Attorney-General v Edwards[2011] QSC 398

 

SUPREME COURT OF QUEENSLAND

 

CITATION:

Attorney-General for the State of  Queensland v Edwards [2011] QSC 398

PARTIES:

Attorney-General FOR THE STATE of Queensland
(applicant)

v
EDWARDS, Travice Allan
(respondent)

FILE NO:

BS8456 of 2007

DIVISION:

Trial Division

PROCEEDING:

Application for contravention of supervision order

DELIVERED ON:

13 December 2011 (ex tempore reasons)

DELIVERED AT:

Brisbane 

HEARING DATE:

13 December 2011

JUDGES:

Mullins J

ORDERS:

Order as per amended draft initialled by Mullins J and placed with the file

CATCHWORDS:

CRIMINAL LAW – JURISDICTION, PRACTICE AND PROCEDURE – JUDGMENT AND PUNISHMENT – OTHER MATTERS – where the respondent released under a supervision order made under Dangerous Prisoner (Sexual Offenders) Act 2003 (Qld) – where respondent admitted to smoking cannabis sativa before his release from prison – where respondent’s urine test taken nine days after his release tested positive for cannabinoids – where respondent denied using cannabis sativa after his release on the supervision order – whether the applicant could discharge the onus of showing that the respondent had breached the supervision order by using cannabis sativa after his release from custody – whether the applicant could discharge the onus of showing that the respondent was likely to contravene the supervision order by use of cannabis sativa   

Dangerous Prisoner (Sexual Offenders) Act 2003, s 22

Attorney-General for the State of Queensland v Edwards [2008] QCA 156, cited

COUNSEL:

J M Sharp, for the applicant

S M Ryan, for the respondent

SOLICITORS:

G R Cooper, Crown Solicitor for the applicant

Legal Aid Queensland for the respondent

HER HONOUR:  The respondent was released under a supervision order made by the Court of Appeal on 20 June 2008.

 

The history of his sexual offending and imprisonment that brought him under the regime of the Dangerous Prisoners (Sexual Offenders) Act 2003 (the Act) is set out in the reasons of the Court of Appeal: Attorney-General for the State of Queensland v Edwards [2008] QCA 156 at paragraphs [3] to [7].  That order was subsequently amended by A Lyons J on 22 September 2009 and Martin J on 17 May 2011 after proceedings for contraventions of the supervision order by the respondent.

 

This proceeding commenced by application filed in the Court on 2 June 2011 is for an alleged contravention that was the subject of a warrant issued for the respondent's arrest on 1 June 2011, after the respondent had been released from custody on 17 May 2011 in accordance with the amended supervision order made by Martin J.

 

At the respondent's induction for this release, he admitted to having used heroin and cannabis sativa as recently as 14 May 2011 whilst in custody.

 

His sample of urine that was tested in accordance with the conditions of his supervision order under the Act was clear of any illicit substances on 19 May 2011.

 

On 26 May 2011, the respondent was, again, directed to provide a urine sample for analysis.  He denied having used any illicit substances since his release from custody, but this sample showed a presumptive positive result for morphine and cannabis.  As the respondent was taking opiate medication for pain relief, the positive result for morphine was not an issue, but Corrective Services acted on the positive result for cannabis which upon further testing indicated the presence of a very small quantity of cannabinoids.

 

An interim detention order was made by me on 2 June 2011 on the basis that the respondent had failed to satisfy the Court that his detention in custody pending the final decision in relation to the alleged contravention was not justified on account of exceptional circumstances.

 

During that hearing, the respondent did raise his use of cannabis in custody as a possible explanation for the positive test.

 

At the same time as making that interim detention order, it was ordered that the respondent undergo further assessment by psychiatrists, Dr Harden and Dr Beech.  The respondent denied that he had used cannabis sativa in the community to both those psychiatrists.

 

The applicant sought a report from a forensic medical officer.

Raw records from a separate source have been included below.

// SPDX-FileCopyrightText: 2025-2026 Zexin Yuan <aim@yzx9.xyz>
//
// SPDX-License-Identifier: Apache-2.0

//! iCalendar component and property types (RFC 5545 §3.4-3.6).

use std::fmt;

/// Component kind for iCalendar.
#[derive(Debug, Clone, Copy, PartialEq, Eq, Hash)]
pub enum ComponentKind {
    /// VCALENDAR wrapper component.
    Calendar,
    /// VEVENT component.
    Event,
    /// VTODO component.
    Todo,
    /// VJOURNAL component.
    Journal,
    /// VFREEBUSY component.
    FreeBusy,
    /// VTIMEZONE component.
    Timezone,
    /// VALARM component, nested within VEVENT/VTODO.
    Alarm,
    /// STANDARD sub-component of VTIMEZONE.
    Standard,
    /// DAYLIGHT sub-component of VTIMEZONE.
    Daylight,
    /// Unknown or X- component.
    Unknown,
}

impl ComponentKind {
    /// Returns the canonical name for this component kind.
    ///
    /// `Unknown` has no canonical name; the original name is preserved on
    /// the [`Component`] itself.
    #[must_use]
    pub const fn as_str(self) -> &'static str {
        match self {
            Self::Calendar => "VCALENDAR",
            Self::Event => "VEVENT",
            Self::Todo => "VTODO",
            Self::Journal => "VJOURNAL",
            Self::FreeBusy => "VFREEBUSY",
            Self::Timezone => "VTIMEZONE",
            Self::Alarm => "VALARM",
            Self::Standard => "STANDARD",
            Self::Daylight => "DAYLIGHT",
            Self::Unknown => "X-UNKNOWN",
        }
    }

    /// Parses a component kind from a name (case-insensitive).
    #[must_use]
    pub fn parse(s: &str) -> Self {
        match s.to_ascii_uppercase().as_str() {
            "VCALENDAR" => Self::Calendar,
            "VEVENT" => Self::Event,
            "VTODO" => Self::Todo,
            "VJOURNAL" => Self::Journal,
            "VFREEBUSY" => Self::FreeBusy,
            "VTIMEZONE" => Self::Timezone,
            "VALARM" => Self::Alarm,
            "STANDARD" => Self::Standard,
            "DAYLIGHT" => Self::Daylight,
            _ => Self::Unknown,
        }
    }

    /// Returns whether this is a schedulable component (VEVENT, VTODO, VJOURNAL).
    #[must_use]
    pub const fn is_schedulable(self) -> bool {
        matches!(self, Self::Event | Self::Todo | Self::Journal)
    }
}

impl fmt::Display for ComponentKind {
    fn fmt(&self, f: &mut fmt::Formatter<'_>) -> fmt::Result {
        f.write_str(self.as_str())
    }
}

/// A single iCalendar property: name, parameters and wire-form value.
#[derive(Debug, Clone, PartialEq, Eq)]
pub struct Property {
    /// Property name, upper-cased.
    pub name: String,
    /// Parameters in order of appearance, names upper-cased.
    pub params: Vec<(String, String)>,
    /// Raw property value, unescaped only of line folding.
    pub value: String,
}

impl Property {
    /// Creates a parameterless property.
    #[must_use]
    pub fn new(name: impl Into<String>, value: impl Into<String>) -> Self {
        Self {
            name: name.into().to_ascii_uppercase(),
            params: Vec::new(),
            value: value.into(),
        }
    }

    /// Adds a parameter, builder style.
    #[must_use]
    pub fn with_param(mut self, name: impl Into<String>, value: impl Into<String>) -> Self {
        self.params
            .push((name.into().to_ascii_uppercase(), value.into()));
        self
    }

    /// Returns the first parameter with the given name (case-insensitive).
    #[must_use]
    pub fn param(&self, name: &str) -> Option<&str> {
        let upper = name.to_ascii_uppercase();
        self.params
            .iter()
            .find(|(n, _)| *n == upper)
            .map(|(_, v)| v.as_str())
    }
}

/// An iCalendar component.
///
/// Components carry properties in order of appearance and may nest other
/// components (a VCALENDAR contains VEVENTs, which may contain VALARMs).
#[derive(Debug, Clone, PartialEq, Eq)]
pub struct Component {
    /// Component kind.
    pub kind: ComponentKind,
    /// Original component name, preserved for X- components.
    pub name: String,
    /// Properties in order of appearance.
    pub properties: Vec<Property>,
    /// Nested sub-components.
    pub children: Vec<Component>,
}

impl Component {
    /// Creates an empty component of the given kind.
    #[must_use]
    pub fn new(kind: ComponentKind) -> Self {
        Self {
            kind,
            name: kind.as_str().to_string(),
            properties: Vec::new(),
            children: Vec::new(),
        }
    }

    /// Creates a component with a custom name (for X- components).
    #[must_use]
    pub fn custom(name: impl Into<String>) -> Self {
        let name = name.into().to_ascii_uppercase();
        Self {
            kind: ComponentKind::parse(&name),
            name,
            properties: Vec::new(),
            children: Vec::new(),
        }
    }

    /// Creates an empty VCALENDAR with VERSION and PRODID set.
    #[must_use]
    pub fn calendar(prodid: impl Into<String>) -> Self {
        let mut root = Self::new(ComponentKind::Calendar);
        root.add_property(Property::new("VERSION", "2.0"));
        root.add_property(Property::new("PRODID", prodid.into()));
        root
    }

    /// Appends a property.
    pub fn add_property(&mut self, prop: Property) {
        self.properties.push(prop);
    }

    /// Appends a child component.
    pub fn add_child(&mut self, child: Component) {
        self.children.push(child);
    }

    /// Returns the first property with the given name.
    #[must_use]
    pub fn get_property(&self, name: &str) -> Option<&Property> {
        let upper = name.to_ascii_uppercase();
        self.properties.iter().find(|p| p.name == upper)
    }

    /// Returns all properties with the given name.
    #[must_use]
    pub fn properties_named(&self, name: &str) -> Vec<&Property> {
        let upper = name.to_ascii_uppercase();
        self.properties.iter().filter(|p| p.name == upper).collect()
    }

    /// Returns the value of the first property with the given name.
    #[must_use]
    pub fn property_value(&self, name: &str) -> Option<&str> {
        self.get_property(name).map(|p| p.value.as_str())
    }

    /// Returns whether a property with the given name is present.
    #[must_use]
    pub fn has_property(&self, name: &str) -> bool {
        self.get_property(name).is_some()
    }

    /// Returns whether any of the given property names is present.
    #[must_use]
    pub fn has_any_property(&self, names: &[&str]) -> bool {
        names.iter().any(|n| self.has_property(n))
    }

    /// Replaces every property with the given name by a single new one, or
    /// appends it when absent.
    pub fn set_property(&mut self, prop: Property) {
        self.remove_properties(&[&prop.name]);
        self.properties.push(prop);
    }

    /// Removes every property whose name appears in `names`.
    pub fn remove_properties(&mut self, names: &[&str]) {
        let uppers: Vec<String> = names.iter().map(|n| n.to_ascii_uppercase()).collect();
        self.properties.retain(|p| !uppers.contains(&p.name));
    }

    /// Returns the UID property value if present.
    #[must_use]
    pub fn uid(&self) -> Option<&str> {
        self.property_value("UID")
    }

    /// Returns children of a specific kind.
    #[must_use]
    pub fn children_of_kind(&self, kind: ComponentKind) -> Vec<&Component> {
        self.children.iter().filter(|c| c.kind == kind).collect()
    }

    /// Returns all VTIMEZONE children.
    #[must_use]
    pub fn timezones(&self) -> Vec<&Component> {
        self.children_of_kind(ComponentKind::Timezone)
    }

    /// Returns all schedulable children (VEVENT, VTODO, VJOURNAL) in order
    /// of appearance.
    #[must_use]
    pub fn schedulables(&self) -> Vec<&Component> {
        self.children
            .iter()
            .filter(|c| c.kind.is_schedulable())
            .collect()
    }

    /// Returns the first schedulable child, typically the recurrence master.
    #[must_use]
    pub fn first_schedulable(&self) -> Option<&Component> {
        self.children.iter().find(|c| c.kind.is_schedulable())
    }
}

#[cfg(test)]
mod tests {
    use super::*;

    #[test]
    fn component_kind_parse() {
        assert_eq!(ComponentKind::parse("VEVENT"), ComponentKind::Event);
        assert_eq!(ComponentKind::parse("vtodo"), ComponentKind::Todo);
        assert_eq!(ComponentKind::parse("X-CUSTOM"), ComponentKind::Unknown);
    }

    #[test]
    fn property_lookup_is_case_insensitive() {
        let mut event = Component::new(ComponentKind::Event);
        event.add_property(Property::new("UID", "uid-1"));
        event.add_property(Property::new("SUMMARY", "Dentist"));

        assert_eq!(event.property_value("uid"), Some("uid-1"));
        assert_eq!(event.uid(), Some("uid-1"));
        assert!(event.has_any_property(&["RRULE", "summary"]));
    }

    #[test]
    fn set_property_replaces_all_occurrences() {
        let mut todo = Component::new(ComponentKind::Todo);
        todo.add_property(Property::new("CATEGORIES", "home"));
        todo.add_property(Property::new("CATEGORIES", "chores"));
        todo.set_property(Property::new("CATEGORIES", "errands"));

        assert_eq!(todo.properties_named("CATEGORIES").len(), 1);
        assert_eq!(todo.property_value("CATEGORIES"), Some("errands"));
    }

    #[test]
    fn schedulables_preserve_order() {
        let mut cal = Component::calendar("-//test//EN");
        let mut tz = Component::new(ComponentKind::Timezone);
        tz.add_property(Property::new("TZID", "Europe/Oslo"));
        cal.add_child(tz);

        let mut master = Component::new(ComponentKind::Event);
        master.add_property(Property::new("UID", "e1"));
        cal.add_child(master);

        let mut exception = Component::new(ComponentKind::Event);
        exception.add_property(Property::new("UID", "e1"));
        exception.add_property(Property::new("RECURRENCE-ID", "20260102T100000Z"));
        cal.add_child(exception);

        assert_eq!(cal.schedulables().len(), 2);
        assert_eq!(cal.timezones().len(), 1);
        assert!(cal.first_schedulable().is_some_and(|c| !c
            .has_property("RECURRENCE-ID")));
    }
}
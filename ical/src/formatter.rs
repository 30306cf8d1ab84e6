// SPDX-FileCopyrightText: 2025-2026 Zexin Yuan <aim@yzx9.xyz>
//
// SPDX-License-Identifier: Apache-2.0

//! iCalendar emitter: CRLF line endings, folding at 75 octets.

use crate::component::{Component, Property};

const FOLD_LIMIT: usize = 75;

/// Serializes a component (and its children, recursively) to iCalendar text.
#[must_use]
pub fn format(component: &Component) -> String {
    let mut out = String::new();
    write_component(&mut out, component);
    out
}

fn write_component(out: &mut String, component: &Component) {
    write_line(out, &format!("BEGIN:{}", component.name));
    for prop in &component.properties {
        write_line(out, &content_line(prop));
    }
    for child in &component.children {
        write_component(out, child);
    }
    write_line(out, &format!("END:{}", component.name));
}

fn content_line(prop: &Property) -> String {
    let mut line = prop.name.clone();
    for (name, value) in &prop.params {
        line.push(';');
        line.push_str(name);
        line.push('=');
        if value.contains([';', ':', ',']) {
            line.push('"');
            line.push_str(value);
            line.push('"');
        } else {
            line.push_str(value);
        }
    }
    line.push(':');
    line.push_str(&prop.value);
    line
}

/// Writes one logical line, folded at 75 octets per RFC 5545 §3.1.
fn write_line(out: &mut String, line: &str) {
    let mut budget = FOLD_LIMIT;
    let mut used = 0;
    for c in line.chars() {
        let width = c.len_utf8();
        if used + width > budget {
            out.push_str("\r\n ");
            used = 0;
            // Continuation lines start with one space, leave room for it.
            budget = FOLD_LIMIT - 1;
        }
        out.push(c);
        used += width;
    }
    out.push_str("\r\n");
}
// SPDX-FileCopyrightText: 2025-2026 Zexin Yuan <aim@yzx9.xyz>
//
// SPDX-License-Identifier: Apache-2.0

//! Capability model: what this server can be trusted to do.
//!
//! Features are addressed by dotted paths (`search.text.substring`,
//! `sync.collection`). The model starts from a static registry of defaults,
//! optionally adjusted by a [`ServerFlavor`] preset, and records per-feature
//! overrides as the planner learns from failed REPORTs. Lookups never fail;
//! a path nobody registered resolves to [`Support::Unknown`].

use std::collections::BTreeMap;

use crate::config::ServerFlavor;

/// How well the server handles a feature.
#[derive(Debug, Clone, Copy, PartialEq, Eq)]
pub enum Support {
    /// Works as specified.
    Full,
    /// Works with caveats; usable but results may need re-checking.
    Partial,
    /// Does not work; the planner must route around it.
    Unsupported,
    /// Nominally works but known to misbehave; avoided when a safe
    /// alternative exists.
    Fragile,
    /// No information either way.
    Unknown,
}

impl Support {
    /// Whether the planner may rely on the feature without a fallback.
    #[must_use]
    pub const fn is_usable(self) -> bool {
        matches!(self, Self::Full | Self::Partial)
    }
}

struct FeatureDef {
    path: &'static str,
    default: Support,
}

/// Registered features and their out-of-the-box defaults.
///
/// `search.recurrences.expanded` is hierarchical: per-class leaves
/// (`.event`, `.todo`, `.journal`) inherit from it unless overridden.
const FEATURES: &[FeatureDef] = &[
    FeatureDef {
        path: "search.text.substring",
        default: Support::Full,
    },
    FeatureDef {
        path: "search.text.category",
        default: Support::Full,
    },
    FeatureDef {
        path: "search.filters.combined",
        default: Support::Full,
    },
    FeatureDef {
        path: "search.filters.negated",
        default: Support::Fragile,
    },
    FeatureDef {
        path: "search.comp-type.optional",
        default: Support::Full,
    },
    FeatureDef {
        path: "search.comp-filter",
        default: Support::Full,
    },
    FeatureDef {
        path: "search.recurrences.expanded",
        default: Support::Full,
    },
    FeatureDef {
        path: "search.recurrences.includes-pending",
        default: Support::Unsupported,
    },
    FeatureDef {
        path: "sync.collection",
        default: Support::Full,
    },
    FeatureDef {
        path: "server.backward-compat",
        default: Support::Unsupported,
    },
];

/// Hierarchical families eligible for [`CapabilityModel::collapse`]: a parent
/// entry replaces the children only when every listed child is explicitly
/// recorded with the same value.
const FAMILIES: &[(&str, &[&str])] = &[(
    "search.recurrences.expanded",
    &[
        "search.recurrences.expanded.event",
        "search.recurrences.expanded.todo",
        "search.recurrences.expanded.journal",
    ],
)];

fn registry_default(path: &str) -> Option<Support> {
    FEATURES.iter().find(|f| f.path == path).map(|f| f.default)
}

fn is_family_parent(path: &str) -> bool {
    FAMILIES.iter().any(|(parent, _)| *parent == path)
}

/// Per-server capability table.
#[derive(Debug, Clone, Default)]
pub struct CapabilityModel {
    explicit: BTreeMap<String, Support>,
}

impl CapabilityModel {
    /// Creates an empty model backed only by registry defaults.
    #[must_use]
    pub fn new() -> Self {
        Self::default()
    }

    /// Creates a model seeded from a server flavor preset.
    ///
    /// Presets record documented quirks; everything else stays at the
    /// registry default and is corrected at runtime if a REPORT fails.
    #[must_use]
    pub fn for_flavor(flavor: ServerFlavor) -> Self {
        let mut model = Self::new();
        match flavor {
            ServerFlavor::Generic | ServerFlavor::Radicale | ServerFlavor::Xandikos => {}
            ServerFlavor::Nextcloud | ServerFlavor::Baikal => {
                // sabre/dav mishandles time-range combined with prop filters
                // in some versions; combined queries get re-checked.
                model.set_feature("search.filters.combined", Support::Fragile);
            }
            ServerFlavor::GoogleCalendar => {
                model.set_feature("search.text.substring", Support::Unsupported);
                model.set_feature("search.filters.negated", Support::Unsupported);
                model.set_feature("sync.collection", Support::Fragile);
            }
            ServerFlavor::Zimbra => {
                model.set_feature("search.comp-type.optional", Support::Unsupported);
                model.set_feature("server.backward-compat", Support::Full);
            }
        }
        model
    }

    /// Resolves the support level for a feature path.
    ///
    /// Resolution order: explicit entry at the path, explicit entry at the
    /// nearest hierarchical-family ancestor, registry default at the path,
    /// registry default at the nearest ancestor, [`Support::Unknown`].
    /// Never fails.
    ///
    /// Explicit ancestor entries only apply along registered families; an
    /// override on an unrelated prefix does not shadow the registry default
    /// of an independently-defaulted leaf.
    #[must_use]
    pub fn support_for(&self, path: &str) -> Support {
        if let Some(s) = self.explicit.get(path) {
            return *s;
        }
        let mut p = path;
        while let Some(idx) = p.rfind('.') {
            p = &p[..idx];
            if is_family_parent(p) {
                if let Some(s) = self.explicit.get(p) {
                    return *s;
                }
            }
        }
        if let Some(s) = registry_default(path) {
            return s;
        }
        let mut p = path;
        while let Some(idx) = p.rfind('.') {
            p = &p[..idx];
            if let Some(s) = registry_default(p) {
                return s;
            }
        }
        Support::Unknown
    }

    /// Records what was learnt about one feature.
    ///
    /// Collapses sibling entries afterwards so the table stays small.
    pub fn set_feature(&mut self, path: &str, support: Support) {
        self.explicit.insert(path.to_string(), support);
        self.collapse();
    }

    /// Merges explicit sibling entries into their parent, deepest-first.
    ///
    /// Only complete families collapse: a parent entry is written (and the
    /// children removed) when every registered child carries the same
    /// explicit value. Idempotent.
    pub fn collapse(&mut self) {
        for (parent, children) in FAMILIES {
            let Some(first) = self.explicit.get(children[0]).copied() else {
                continue;
            };
            let all_equal = children
                .iter()
                .all(|c| self.explicit.get(*c) == Some(&first));
            if all_equal {
                for c in *children {
                    self.explicit.remove(*c);
                }
                self.explicit.insert((*parent).to_string(), first);
            }
        }
    }

    /// Number of explicit overrides currently recorded.
    #[must_use]
    pub fn override_count(&self) -> usize {
        self.explicit.len()
    }
}

#[cfg(test)]
mod tests {
    use super::*;

    #[test]
    fn registry_defaults_apply() {
        let model = CapabilityModel::new();
        assert_eq!(model.support_for("search.text.substring"), Support::Full);
        assert_eq!(model.support_for("search.filters.negated"), Support::Fragile);
        assert_eq!(
            model.support_for("search.recurrences.includes-pending"),
            Support::Unsupported
        );
    }

    #[test]
    fn unregistered_path_is_unknown() {
        let model = CapabilityModel::new();
        assert_eq!(model.support_for("carddav.addressbook"), Support::Unknown);
    }

    #[test]
    fn hierarchical_leaf_inherits_from_ancestor() {
        let model = CapabilityModel::new();
        // Not registered individually, inherits the family default.
        assert_eq!(
            model.support_for("search.recurrences.expanded.todo"),
            Support::Full
        );
    }

    #[test]
    fn explicit_override_beats_default() {
        let mut model = CapabilityModel::new();
        model.set_feature("search.text.substring", Support::Unsupported);
        assert_eq!(
            model.support_for("search.text.substring"),
            Support::Unsupported
        );
    }

    #[test]
    fn explicit_ancestor_beats_leaf_default() {
        let mut model = CapabilityModel::new();
        model.set_feature("search.recurrences.expanded", Support::Unsupported);
        assert_eq!(
            model.support_for("search.recurrences.expanded.event"),
            Support::Unsupported
        );
    }

    #[test]
    fn non_family_ancestor_override_does_not_leak() {
        let mut model = CapabilityModel::new();
        model.set_feature("search.text", Support::Unsupported);
        // Not a registered family, so the leaf keeps its own default.
        assert_eq!(model.support_for("search.text.substring"), Support::Full);
        assert_eq!(model.support_for("search.text"), Support::Unsupported);
    }

    #[test]
    fn collapse_merges_complete_families() {
        let mut model = CapabilityModel::new();
        model.set_feature("search.recurrences.expanded.event", Support::Unsupported);
        model.set_feature("search.recurrences.expanded.todo", Support::Unsupported);
        assert_eq!(model.override_count(), 2);

        model.set_feature("search.recurrences.expanded.journal", Support::Unsupported);
        // All three siblings agree, so one parent entry replaces them.
        assert_eq!(model.override_count(), 1);
        assert_eq!(
            model.support_for("search.recurrences.expanded.todo"),
            Support::Unsupported
        );
    }

    #[test]
    fn collapse_requires_all_children() {
        let mut model = CapabilityModel::new();
        model.set_feature("search.recurrences.expanded.event", Support::Fragile);
        model.set_feature("search.recurrences.expanded.todo", Support::Fragile);
        assert_eq!(model.override_count(), 2);
        // Journal untouched, keeps the family default.
        assert_eq!(
            model.support_for("search.recurrences.expanded.journal"),
            Support::Full
        );
    }

    #[test]
    fn flavor_presets_seed_quirks() {
        let google = CapabilityModel::for_flavor(ServerFlavor::GoogleCalendar);
        assert_eq!(
            google.support_for("search.text.substring"),
            Support::Unsupported
        );
        assert_eq!(google.support_for("sync.collection"), Support::Fragile);

        let zimbra = CapabilityModel::for_flavor(ServerFlavor::Zimbra);
        assert_eq!(
            zimbra.support_for("server.backward-compat"),
            Support::Full
        );

        let generic = CapabilityModel::for_flavor(ServerFlavor::Generic);
        assert_eq!(generic.override_count(), 0);
    }
}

Unfortunately, that report was not obtained until 8 December 2011, because that report fairly disclosed that the respondent's claim that he had not used cannabis since his release from custody in May 2011 could be true and was not inconsistent with the results of the urine testing.  As was explained in submissions, the negative drug screen on 19 May 2011 could well have been a false negative.

 

The respondent gave oral evidence during the course of the proceeding today and confirmed the denials about his use of cannabis subsequent to his release on 17 May 2011.

 

On the basis of the further forensic evidence obtained by the applicant, the applicant, in effect, conceded that he could not discharge the onus in relation to a contravention based on consumption of cannabis sativa by the respondent subsequent to his release from custody on 17 May 2011. In any case, I am satisfied on the basis of the evidence that has been put before the Court in relation to this contravention that the applicant cannot discharge the onus that he bears to prove that contravention.

 

The applicant, however, sought not to rely today on that past alleged contravention, but obtained leave to amend the application to rely on a further ground for proceeding under section 22 of the Act.  The further ground was that the respondent is likely to contravene the requirements of the supervision order.

 

The particulars that were provided in support of this likely contravention are that when the respondent was interviewed by Dr Harden on 31 August 2011, it is alleged that the respondent said that it is likely he will use cannabis again and that on the basis of what was reported to him, Dr Harden was of the opinion that it is likely that re-use will occur.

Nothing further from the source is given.